Ma se il problema è di solvibilità, come molti temono e come è stato il caso della Grecia, allora non c’è una sostanziale differenza fra il fondo salva Stati attuale e la nuova formula. Se domani lo Stato italiano dovesse annunciare di poter pagare solo l’80% del debito di 1.500 miliardi, la garanzia del fondo pagherà i 300 miliardi restanti e i privati non ci rimetteranno niente. Nella formula attuale il fondo presta a Stati in difficoltà; potrebbe dunque prestare (di fatto, a fondo perduto) 300 miliardi al governo italiano, che li utilizzerà per pagare gli interi 1.500 miliardi. Il risultato è lo stesso, un trasferimento dal fondo salva Stati ai creditori dell’Italia. La nuova formula crea differenze fra i creditori garantiti e quelli non garantiti, ma nell’aggregato il risultato è all’incirca lo stesso.

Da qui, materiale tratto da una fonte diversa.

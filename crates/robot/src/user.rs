use {
    serde::{Deserialize, Serialize},
    serde_json::{Map, Value},
};

/// A chat participant.
///
/// `name` falls back to the id when none is given; any extra attributes the
/// adapter knows about ride along in `extra`.
#[derive(Debug, Clone, PartialEq, Serialize, Deserialize)]
#[serde(from = "UserRecord")]
pub struct User {
    pub id: String,
    pub name: String,
    #[serde(skip_serializing_if = "Option::is_none")]
    pub room: Option<String>,
    #[serde(flatten)]
    pub extra: Map<String, Value>,
}

#[derive(Deserialize)]
struct UserRecord {
    id: String,
    #[serde(default)]
    name: Option<String>,
    #[serde(default)]
    room: Option<String>,
    #[serde(flatten)]
    extra: Map<String, Value>,
}

impl From<UserRecord> for User {
    fn from(record: UserRecord) -> Self {
        let name = record.name.unwrap_or_else(|| record.id.clone());
        Self {
            id: record.id,
            name,
            room: record.room,
            extra: record.extra,
        }
    }
}

impl User {
    pub fn new(id: impl Into<String>) -> Self {
        let id = id.into();
        Self {
            name: id.clone(),
            id,
            room: None,
            extra: Map::new(),
        }
    }

    #[must_use]
    pub fn with_name(mut self, name: impl Into<String>) -> Self {
        self.name = name.into();
        self
    }

    #[must_use]
    pub fn with_room(mut self, room: impl Into<String>) -> Self {
        self.room = Some(room.into());
        self
    }

    #[must_use]
    pub fn with_field(mut self, key: impl Into<String>, value: impl Into<Value>) -> Self {
        self.extra.insert(key.into(), value.into());
        self
    }

    pub fn field(&self, key: &str) -> Option<&Value> {
        self.extra.get(key)
    }
}
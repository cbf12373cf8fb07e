use serde::{Deserialize, Serialize};
use sqlx::FromRow;

/// Top-level task-tracking entity.
#[derive(Debug, Clone, PartialEq, Eq, Serialize, Deserialize, FromRow)]
pub struct Project {
    pub id: i64,
    pub name: String,
    pub description: String,
    pub completed: bool,
}

/// Sub-task belonging to exactly one project. `project_id` is set at
/// creation and never changes afterwards.
#[derive(Debug, Clone, PartialEq, Eq, Serialize, Deserialize, FromRow)]
pub struct Action {
    pub id: i64,
    pub project_id: i64,
    pub description: String,
    pub notes: String,
    pub completed: bool,
}

/// Create-project request body. `name` and `description` are required but
/// arrive as `Option` so the handler can answer 400 instead of letting the
/// JSON layer reject the request.
#[derive(Debug, Clone, Default, Deserialize)]
pub struct NewProject {
    pub name: Option<String>,
    pub description: Option<String>,
    pub completed: Option<bool>,
}

/// Partial project update. Absent fields are left untouched; a present
/// `completed: false` IS applied.
#[derive(Debug, Clone, Default, Deserialize)]
pub struct ProjectPatch {
    pub name: Option<String>,
    pub description: Option<String>,
    pub completed: Option<bool>,
}

/// Create-action request body; the owning project id comes from the path.
#[derive(Debug, Clone, Default, Deserialize)]
pub struct NewAction {
    pub description: Option<String>,
    pub notes: Option<String>,
    pub completed: Option<bool>,
}

/// Partial action update; same presence rules as [`ProjectPatch`].
#[derive(Debug, Clone, Default, Deserialize)]
pub struct ActionPatch {
    pub description: Option<String>,
    pub notes: Option<String>,
    pub completed: Option<bool>,
}

/// Presence check for required string fields: empty strings count as
/// missing, matching the API's original behavior.
pub fn present(field: &Option<String>) -> bool {
    field.as_deref().is_some_and(|s| !s.is_empty())
}
use axum::{extract::Path, extract::State, http::StatusCode, Json};

use crate::app_state::AppState;
use crate::database::models::{present, Action, ActionPatch, NewAction};
use crate::error::{self, ApiError};

/// GET /api/actions - list every action across all projects
pub async fn list(State(state): State<AppState>) -> Result<Json<Vec<Action>>, ApiError> {
    let actions = state.actions.all().await.map_err(|e| {
        tracing::error!("action list failed: {}", e);
        ApiError::internal(error::UNABLE_TO_RETRIEVE_ACTIONS)
    })?;
    Ok(Json(actions))
}

/// GET /api/actions/:action_id
pub async fn get(
    State(state): State<AppState>,
    Path(action_id): Path<i64>,
) -> Result<Json<Action>, ApiError> {
    let action = state.actions.find(action_id).await.map_err(|e| {
        tracing::error!("action fetch failed: {}", e);
        ApiError::internal(error::UNABLE_TO_RETRIEVE_ACTION)
    })?;

    match action {
        Some(action) => Ok(Json(action)),
        None => Err(ApiError::not_found(error::ACTION_NOT_FOUND)),
    }
}

/// POST /api/projects/:project_id/actions - create an action under the
/// given project. The store refuses the insert when the project is missing,
/// which maps to the project-not-found payload.
pub async fn create(
    State(state): State<AppState>,
    Path(project_id): Path<i64>,
    Json(body): Json<NewAction>,
) -> Result<(StatusCode, Json<Action>), ApiError> {
    if !present(&body.description) || !present(&body.notes) {
        return Err(ApiError::bad_request(error::ACTION_FIELDS_REQUIRED));
    }
    let description = body.description.as_deref().unwrap_or_default();
    let notes = body.notes.as_deref().unwrap_or_default();
    let completed = body.completed.unwrap_or(false);

    let inserted = state
        .actions
        .insert_for_project(project_id, description, notes, completed)
        .await
        .map_err(|e| {
            tracing::error!("action insert failed: {}", e);
            ApiError::internal(error::UNABLE_TO_CREATE_ACTION)
        })?;

    match inserted {
        Some(action) => Ok((StatusCode::CREATED, Json(action))),
        None => Err(ApiError::not_found(error::PROJECT_NOT_FOUND)),
    }
}

/// PUT /api/actions/:action_id - partial update with the same presence
/// rules as project update. project_id is immutable and not part of the
/// patch surface.
pub async fn update(
    State(state): State<AppState>,
    Path(action_id): Path<i64>,
    Json(patch): Json<ActionPatch>,
) -> Result<Json<Action>, ApiError> {
    let updated = state.actions.update(action_id, patch).await.map_err(|e| {
        tracing::error!("action update failed: {}", e);
        ApiError::internal(error::UNABLE_TO_UPDATE_ACTION)
    })?;

    match updated {
        Some(action) => Ok(Json(action)),
        None => Err(ApiError::not_found(error::ACTION_NOT_FOUND)),
    }
}

/// DELETE /api/actions/:action_id
pub async fn remove(
    State(state): State<AppState>,
    Path(action_id): Path<i64>,
) -> Result<Json<Action>, ApiError> {
    let removed = state.actions.remove(action_id).await.map_err(|e| {
        tracing::error!("action delete failed: {}", e);
        ApiError::internal(error::UNABLE_TO_DELETE_ACTION)
    })?;

    match removed {
        Some(action) => Ok(Json(action)),
        None => Err(ApiError::not_found(error::ACTION_NOT_FOUND)),
    }
}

Il motivo è semplice: se c’è un problema di solvibilità, vuol dire che le tasse future non sono sufficienti a ripagare l’intero valore facciale del debito. L’unico modo per evitare un haircut sul debito è farsi regalare i soldi mancanti: che sia sotto forma di garanzia, prestito a fondo perduto, o regalo tout court è meno importante. Ma non c’è modo di moltiplicare il regalo: in questo momento è al massimo di 300 miliardi, e tale resterà. Non c’è dunque una leva in questa proposta.

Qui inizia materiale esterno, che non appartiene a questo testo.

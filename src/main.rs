use projects_api::{app, app_state::AppState, config};

#[tokio::main]
async fn main() {
    // Load .env if present so cargo run picks up DATABASE_URL, PORT, etc.
    let _ = dotenvy::dotenv();

    tracing_subscriber::fmt::init();

    let config = config::config();

    let state = AppState::connect(&config.database_url)
        .await
        .unwrap_or_else(|e| panic!("failed to open database {}: {}", config.database_url, e));

    let bind_addr = format!("0.0.0.0:{}", config.port);
    let listener = tokio::net::TcpListener::bind(&bind_addr)
        .await
        .unwrap_or_else(|e| panic!("failed to bind {}: {}", bind_addr, e));

    tracing::info!("projects server listening on http://{}", bind_addr);

    axum::serve(listener, app(state)).await.expect("server");
}
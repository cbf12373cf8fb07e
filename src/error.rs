// HTTP API error types and the fixed client-facing message texts.
use axum::{http::StatusCode, response::IntoResponse, Json};
use serde_json::json;

// Project messages
pub const UNABLE_TO_RETRIEVE_PROJECTS: &str = "Unable to retrieve projects.";
pub const UNABLE_TO_RETRIEVE_PROJECT: &str = "Unable to retrieve project.";
pub const UNABLE_TO_CREATE_PROJECT: &str = "Unable to create project.";
pub const UNABLE_TO_UPDATE_PROJECT: &str = "Unable to update project.";
pub const UNABLE_TO_DELETE_PROJECT: &str = "Unable to delete project.";
pub const PROJECT_NOT_FOUND: &str = "Unable to find a project with the specified project Id.";
pub const PROJECT_FIELDS_REQUIRED: &str =
    "Please provide a name and description when creating a project.";

// Action messages. The not-found text says "project"; that wording is part
// of the published contract and is kept verbatim.
pub const UNABLE_TO_RETRIEVE_ACTIONS: &str = "Unable to retrieve actions.";
pub const UNABLE_TO_RETRIEVE_ACTION: &str = "Unable to retrieve action.";
pub const UNABLE_TO_CREATE_ACTION: &str = "Unable to create action.";
pub const UNABLE_TO_UPDATE_ACTION: &str = "Unable to update action.";
pub const UNABLE_TO_DELETE_ACTION: &str = "Unable to delete action.";
pub const ACTION_NOT_FOUND: &str = "Unable to find a project with the specified action Id.";
pub const ACTION_FIELDS_REQUIRED: &str =
    "Please provide notes and a description when creating an action.";

/// HTTP API error with the status code and fixed message the client sees.
/// Store detail never rides along; handlers log it and pick one of these.
#[derive(Debug, Clone, PartialEq, Eq)]
pub enum ApiError {
    // 400 Bad Request
    BadRequest(&'static str),

    // 404 Not Found
    NotFound(&'static str),

    // 500 Internal Server Error
    Internal(&'static str),
}

impl ApiError {
    pub fn status_code(&self) -> StatusCode {
        match self {
            ApiError::BadRequest(_) => StatusCode::BAD_REQUEST,
            ApiError::NotFound(_) => StatusCode::NOT_FOUND,
            ApiError::Internal(_) => StatusCode::INTERNAL_SERVER_ERROR,
        }
    }

    pub fn message(&self) -> &'static str {
        match self {
            ApiError::BadRequest(msg) | ApiError::NotFound(msg) | ApiError::Internal(msg) => msg,
        }
    }

    pub fn bad_request(message: &'static str) -> Self {
        ApiError::BadRequest(message)
    }

    pub fn not_found(message: &'static str) -> Self {
        ApiError::NotFound(message)
    }

    pub fn internal(message: &'static str) -> Self {
        ApiError::Internal(message)
    }
}

impl std::fmt::Display for ApiError {
    fn fmt(&self, f: &mut std::fmt::Formatter<'_>) -> std::fmt::Result {
        write!(f, "{}", self.message())
    }
}

impl std::error::Error for ApiError {}

// Automatic HTTP response conversion for Axum
impl IntoResponse for ApiError {
    fn into_response(self) -> axum::response::Response {
        let body = json!({ "errorMessage": self.message() });
        (self.status_code(), Json(body)).into_response()
    }
}

#[cfg(test)]
mod tests {
    use super::*;

    #[test]
    fn status_codes_match_variants() {
        assert_eq!(ApiError::bad_request(PROJECT_FIELDS_REQUIRED).status_code(), StatusCode::BAD_REQUEST);
        assert_eq!(ApiError::not_found(PROJECT_NOT_FOUND).status_code(), StatusCode::NOT_FOUND);
        assert_eq!(
            ApiError::internal(UNABLE_TO_RETRIEVE_PROJECTS).status_code(),
            StatusCode::INTERNAL_SERVER_ERROR
        );
    }

    #[test]
    fn message_is_the_fixed_text() {
        let err = ApiError::not_found(ACTION_NOT_FOUND);
        assert_eq!(err.message(), "Unable to find a project with the specified action Id.");
    }
}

La seconda proposta per fare leva è di creare dei veicoli speciali con contributi da privati, Fmi e Cina. Sembra che anche questi veicoli usufruiranno di qualche garanzia del fondo salva Stati, e potranno poi emettere proprio debito. Solo in quest’ultimo dettaglio nascosto sta il possibile effetto leva. Ma l’intera operazione è molto incerta. Ovviamente, i privati possono già comprare debito sovrano europeo. Il contributo dell’Fmi sarà limitato, sia per motivi politici, sia perché in ogni caso sarebbero soldi provenienti in gran parte dall’Europa stessa, che dopo gli Usa è la maggior contribuente dell’Fmi. Gli unici soldi veri potrebbero arrivare dalla Cina. E la garanzia fornita dal fondo salva Stati diluirebbe ulteriormente gli usi possibili dei 300 miliardi che gli rimangono.

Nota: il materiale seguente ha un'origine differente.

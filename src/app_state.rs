use sqlx::{Pool, Sqlite};

use crate::database::{self, actions::ActionStore, projects::ProjectStore, StoreError};

/// Shared handles passed into every handler via `axum::extract::State`.
#[derive(Clone)]
pub struct AppState {
    pool: Pool<Sqlite>,
    pub projects: ProjectStore,
    pub actions: ActionStore,
}

impl AppState {
    /// Open the database, run migrations, and wire up the stores.
    pub async fn connect(database_url: &str) -> Result<Self, StoreError> {
        let pool = database::connect(database_url).await?;
        Ok(Self::from_pool(pool))
    }

    pub fn from_pool(pool: Pool<Sqlite>) -> Self {
        Self {
            projects: ProjectStore::new(pool.clone()),
            actions: ActionStore::new(pool.clone()),
            pool,
        }
    }

    pub fn pool(&self) -> &Pool<Sqlite> {
        &self.pool
    }
}
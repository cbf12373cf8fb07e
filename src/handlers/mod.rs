pub mod actions;
pub mod projects;
use sqlx::{Pool, Sqlite};

use crate::database::models::{Project, ProjectPatch};
use crate::database::StoreError;

/// Persistence for project records. Every operation resolves to a uniform
/// `Result`, with `Option` standing in for "no such id".
#[derive(Clone)]
pub struct ProjectStore {
    pool: Pool<Sqlite>,
}

impl ProjectStore {
    pub fn new(pool: Pool<Sqlite>) -> Self {
        Self { pool }
    }

    pub async fn all(&self) -> Result<Vec<Project>, StoreError> {
        let rows = sqlx::query_as::<_, Project>(
            "SELECT id, name, description, completed FROM projects ORDER BY id ASC",
        )
        .fetch_all(&self.pool)
        .await?;
        Ok(rows)
    }

    pub async fn find(&self, id: i64) -> Result<Option<Project>, StoreError> {
        let row = sqlx::query_as::<_, Project>(
            "SELECT id, name, description, completed FROM projects WHERE id = ?",
        )
        .bind(id)
        .fetch_optional(&self.pool)
        .await?;
        Ok(row)
    }

    pub async fn insert(
        &self,
        name: &str,
        description: &str,
        completed: bool,
    ) -> Result<Project, StoreError> {
        let row = sqlx::query_as::<_, Project>(
            "INSERT INTO projects (name, description, completed)
             VALUES (?, ?, ?)
             RETURNING id, name, description, completed",
        )
        .bind(name)
        .bind(description)
        .bind(completed)
        .fetch_one(&self.pool)
        .await?;
        Ok(row)
    }

    /// Merge the supplied fields into an existing row. Absent patch fields
    /// keep their stored value via COALESCE.
    pub async fn update(&self, id: i64, patch: ProjectPatch) -> Result<Option<Project>, StoreError> {
        let row = sqlx::query_as::<_, Project>(
            "UPDATE projects
             SET name        = COALESCE(?, name),
                 description = COALESCE(?, description),
                 completed   = COALESCE(?, completed)
             WHERE id = ?
             RETURNING id, name, description, completed",
        )
        .bind(patch.name)
        .bind(patch.description)
        .bind(patch.completed)
        .bind(id)
        .fetch_optional(&self.pool)
        .await?;
        Ok(row)
    }

    /// Delete and hand back the removed record in one statement, so there is
    /// no window between a fetch and the delete.
    pub async fn remove(&self, id: i64) -> Result<Option<Project>, StoreError> {
        let row = sqlx::query_as::<_, Project>(
            "DELETE FROM projects WHERE id = ?
             RETURNING id, name, description, completed",
        )
        .bind(id)
        .fetch_optional(&self.pool)
        .await?;
        Ok(row)
    }
}

#[cfg(test)]
mod tests {
    use super::*;
    use crate::database::connect;

    async fn store() -> ProjectStore {
        let pool = connect("sqlite::memory:").await.expect("in-memory db");
        ProjectStore::new(pool)
    }

    #[tokio::test]
    async fn insert_assigns_ids_and_defaults() {
        let store = store().await;
        let a = store.insert("Garden", "Plant tomatoes", false).await.unwrap();
        let b = store.insert("Garage", "Clear shelves", false).await.unwrap();
        assert_ne!(a.id, b.id);
        assert!(!a.completed);
    }

    #[tokio::test]
    async fn update_merges_only_present_fields() {
        let store = store().await;
        let created = store.insert("Garden", "Plant tomatoes", false).await.unwrap();

        let patch = ProjectPatch { completed: Some(true), ..Default::default() };
        let updated = store.update(created.id, patch).await.unwrap().unwrap();

        assert_eq!(updated.name, "Garden");
        assert_eq!(updated.description, "Plant tomatoes");
        assert!(updated.completed);

        // completed: false is a present value and must be applied
        let patch = ProjectPatch { completed: Some(false), ..Default::default() };
        let reverted = store.update(created.id, patch).await.unwrap().unwrap();
        assert!(!reverted.completed);
    }

    #[tokio::test]
    async fn update_of_missing_id_is_none() {
        let store = store().await;
        let patch = ProjectPatch { name: Some("x".into()), ..Default::default() };
        assert!(store.update(999, patch).await.unwrap().is_none());
    }

    #[tokio::test]
    async fn remove_returns_the_old_record_once() {
        let store = store().await;
        let created = store.insert("Garden", "Plant tomatoes", false).await.unwrap();

        let removed = store.remove(created.id).await.unwrap().unwrap();
        assert_eq!(removed, created);
        assert!(store.remove(created.id).await.unwrap().is_none());
        assert!(store.find(created.id).await.unwrap().is_none());
    }
}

Il problema però è ancora più complicato, perché il fondo salva Stati dovrebbe essere anche utilizzato per ricapitalizzare le banche nel caso queste non vogliano o non possano farlo da sole. Ciò ridurrebbe ulteriormente le risorse disponibili per tutti gli altri usi di cui sopra.

L’idea che qualche alchimia finanziaria possa moltiplicare magicamente 300 miliardi è un’illusione pericolosa. La realtà è che ora, come prima (e aspettando la Cina), ci sono sempre e solo 300 miliardi per proteggere l’Europa dal rischio di insolvenza di Italia e Spagna.